Q: As part of an internal Platform as a Service, our platform team provisions kubernetes clusters for development teams to use. What observability tools should we pre-deploy into the cluster for each team?
Flags go up! Wait! Don’t do this!

Well, partly. You need some observability pipeline components nearby, in infrastructure shared with your application, but the pipeline should never end right next to your app.

The pipeline starts with agents and instrumentation, producing data—that part must live with your code and your running apps. You need to get the telemetry out of your apps quickly, so send it to an OpenTelemetry Collector running in the same cluster.
But then get it out! Make the Collector ship that data across a network boundary for storage.
Why?
You want your observability storage & UI in a different failure domain than your applications. When your application is in trouble, that’s when you need observability the most.

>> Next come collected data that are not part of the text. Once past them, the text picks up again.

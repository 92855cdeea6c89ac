//! OpenCV-backed camera devices, video file input, and video file output.

use std::path::{Path, PathBuf};

use anyhow::anyhow;
use chrono::Utc;
use opencv::{
    core::{Mat, Size},
    prelude::*,
    videoio::{self, VideoCapture, VideoWriter},
};
use tracing::{debug, info, warn};

use crate::{
    device::{CameraBackend, CameraDevice, FrameSink},
    types::{CameraProperty, CaptureError, Frame, FrameFormat},
};

/// Opens local capture devices and video files through OpenCV's `videoio`.
#[derive(Clone, Copy, Debug, Default)]
pub struct OpenCvBackend;

impl CameraBackend for OpenCvBackend {
    fn open_device(&self, index: i32) -> Result<Box<dyn CameraDevice>, CaptureError> {
        for backend in [videoio::CAP_V4L, videoio::CAP_ANY] {
            match VideoCapture::new(index, backend) {
                Ok(cap) => {
                    let opened = cap
                        .is_opened()
                        .map_err(|e| CaptureError::Other(e.into()))?;
                    if opened {
                        return Ok(Box::new(OpenCvDevice {
                            cap,
                            frame: Mat::default(),
                        }));
                    }
                }
                Err(err) => {
                    debug!("failed to open device #{index} with backend {backend}: {err}");
                }
            }
        }
        Err(CaptureError::Open { index })
    }

    fn open_file(&self, path: &Path) -> Result<Box<dyn CameraDevice>, CaptureError> {
        let open_err = |reason: String| CaptureError::OpenFile {
            path: path.to_path_buf(),
            reason,
        };
        let name = path
            .to_str()
            .ok_or_else(|| open_err("path is not valid UTF-8".into()))?;
        let cap = VideoCapture::from_file(name, videoio::CAP_ANY)
            .map_err(|e| open_err(e.to_string()))?;
        if !cap.is_opened().map_err(|e| open_err(e.to_string()))? {
            return Err(open_err("no decoder could open the file".into()));
        }
        Ok(Box::new(OpenCvDevice {
            cap,
            frame: Mat::default(),
        }))
    }

    fn name(&self) -> &'static str {
        "opencv"
    }
}

fn property_id(property: CameraProperty) -> i32 {
    match property {
        CameraProperty::FrameWidth => videoio::CAP_PROP_FRAME_WIDTH,
        CameraProperty::FrameHeight => videoio::CAP_PROP_FRAME_HEIGHT,
        CameraProperty::Fps => videoio::CAP_PROP_FPS,
    }
}

struct OpenCvDevice {
    cap: VideoCapture,
    frame: Mat,
}

impl CameraDevice for OpenCvDevice {
    fn read(&mut self) -> Result<Frame, CaptureError> {
        let grabbed = self
            .cap
            .read(&mut self.frame)
            .map_err(|e| CaptureError::Read(e.to_string()))?;
        if !grabbed || self.frame.empty() {
            return Err(CaptureError::EmptyFrame);
        }

        let size = self
            .frame
            .size()
            .map_err(|e| CaptureError::Other(e.into()))?;
        if size.width <= 0 || size.height <= 0 {
            return Err(CaptureError::EmptyFrame);
        }
        if self.frame.channels() != 3 {
            return Err(CaptureError::Other(anyhow!(
                "unsupported channel count {}",
                self.frame.channels()
            )));
        }

        let data = if self.frame.is_continuous() {
            self.frame
                .data_bytes()
                .map_err(|e| CaptureError::Other(e.into()))?
                .to_vec()
        } else {
            let packed = self
                .frame
                .try_clone()
                .map_err(|e| CaptureError::Other(e.into()))?;
            packed
                .data_bytes()
                .map_err(|e| CaptureError::Other(e.into()))?
                .to_vec()
        };

        Ok(Frame {
            data,
            width: size.width,
            height: size.height,
            timestamp_ms: Utc::now().timestamp_millis(),
            format: FrameFormat::Bgr8,
        })
    }

    fn set_property(&mut self, property: CameraProperty, value: f64) -> bool {
        matches!(self.cap.set(property_id(property), value), Ok(true))
    }

    fn property(&self, property: CameraProperty) -> Option<f64> {
        self.cap.get(property_id(property)).ok()
    }

    fn release(&mut self) {
        if let Err(err) = self.cap.release() {
            warn!("camera release reported an error: {err}");
        }
    }
}

/// Writes BGR frames to an `mp4v` video file. The file is created on the
/// first frame, which fixes the output size.
pub struct OpenCvVideoWriter {
    path: PathBuf,
    fps: f64,
    open: Option<(VideoWriter, Size)>,
}

impl OpenCvVideoWriter {
    pub fn new(path: impl Into<PathBuf>, fps: f64) -> Self {
        Self {
            path: path.into(),
            fps,
            open: None,
        }
    }

    fn create(&self, size: Size) -> Result<VideoWriter, CaptureError> {
        let open_err = |reason: String| CaptureError::OpenFile {
            path: self.path.clone(),
            reason,
        };
        let name = self
            .path
            .to_str()
            .ok_or_else(|| open_err("path is not valid UTF-8".into()))?;
        let fourcc =
            VideoWriter::fourcc('m', 'p', '4', 'v').map_err(|e| open_err(e.to_string()))?;
        let writer = VideoWriter::new(name, fourcc, self.fps, size, true)
            .map_err(|e| open_err(e.to_string()))?;
        if !writer.is_opened().map_err(|e| open_err(e.to_string()))? {
            return Err(open_err("no encoder could open the file".into()));
        }
        info!(
            path = %self.path.display(),
            width = size.width,
            height = size.height,
            fps = self.fps,
            "video writer opened"
        );
        Ok(writer)
    }
}

impl FrameSink for OpenCvVideoWriter {
    fn write(&mut self, frame: &Frame) -> Result<(), CaptureError> {
        let size = Size::new(frame.width, frame.height);
        if self.open.is_none() {
            let writer = self.create(size)?;
            self.open = Some((writer, size));
        }
        let Some((writer, expected)) = self.open.as_mut() else {
            return Err(CaptureError::NotOpen);
        };
        if *expected != size {
            return Err(CaptureError::Write(format!(
                "frame is {}x{}, writer expects {}x{}",
                size.width, size.height, expected.width, expected.height
            )));
        }
        let flat = Mat::from_slice(&frame.data).map_err(|e| CaptureError::Write(e.to_string()))?;
        let bgr = flat
            .reshape(3, frame.height)
            .map_err(|e| CaptureError::Write(e.to_string()))?;
        writer
            .write(&bgr)
            .map_err(|e| CaptureError::Write(e.to_string()))
    }

    fn finish(&mut self) {
        if let Some((mut writer, _)) = self.open.take() {
            if let Err(err) = writer.release() {
                warn!("video writer release reported an error: {err}");
            }
        }
    }
}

If the application problems are caused by (or the cause of) infrastructure constraints, don’t let that choke your observability tools.
A kubernetes cluster can get horked by network partitions, running out of resources, DNS difficulties, failed operator upgrades, you name it. Don’t let the problems tripping up your app also leave you blind.
Platform-as-a-service includes infrastructure to gather telemetry data and process it: maybe an OpenTelemetry Operator for automatic instrumentation, and one of more OpenTelemetry Collectors to process it. Separately, the Platform needs a central observability store and UI on different infrastructure.
This is one reason SaaS works so well for observability: your vendor is a completely different failure domain.
Centralized observability has another key benefit: you see the connections across different teams’ apps! Distributed tracing is only useful when all the trace spans come together.
Most software bugs are at the seams, and those seams are revealed when all teams share one tool, backed by interconnected data from all of their apps.
Standardize on OpenTelemetry, and standardize on one storage and UI for observability. Make it easy for teams to ship data out. Do not duplicate storage and UI per provisioned infrastructure.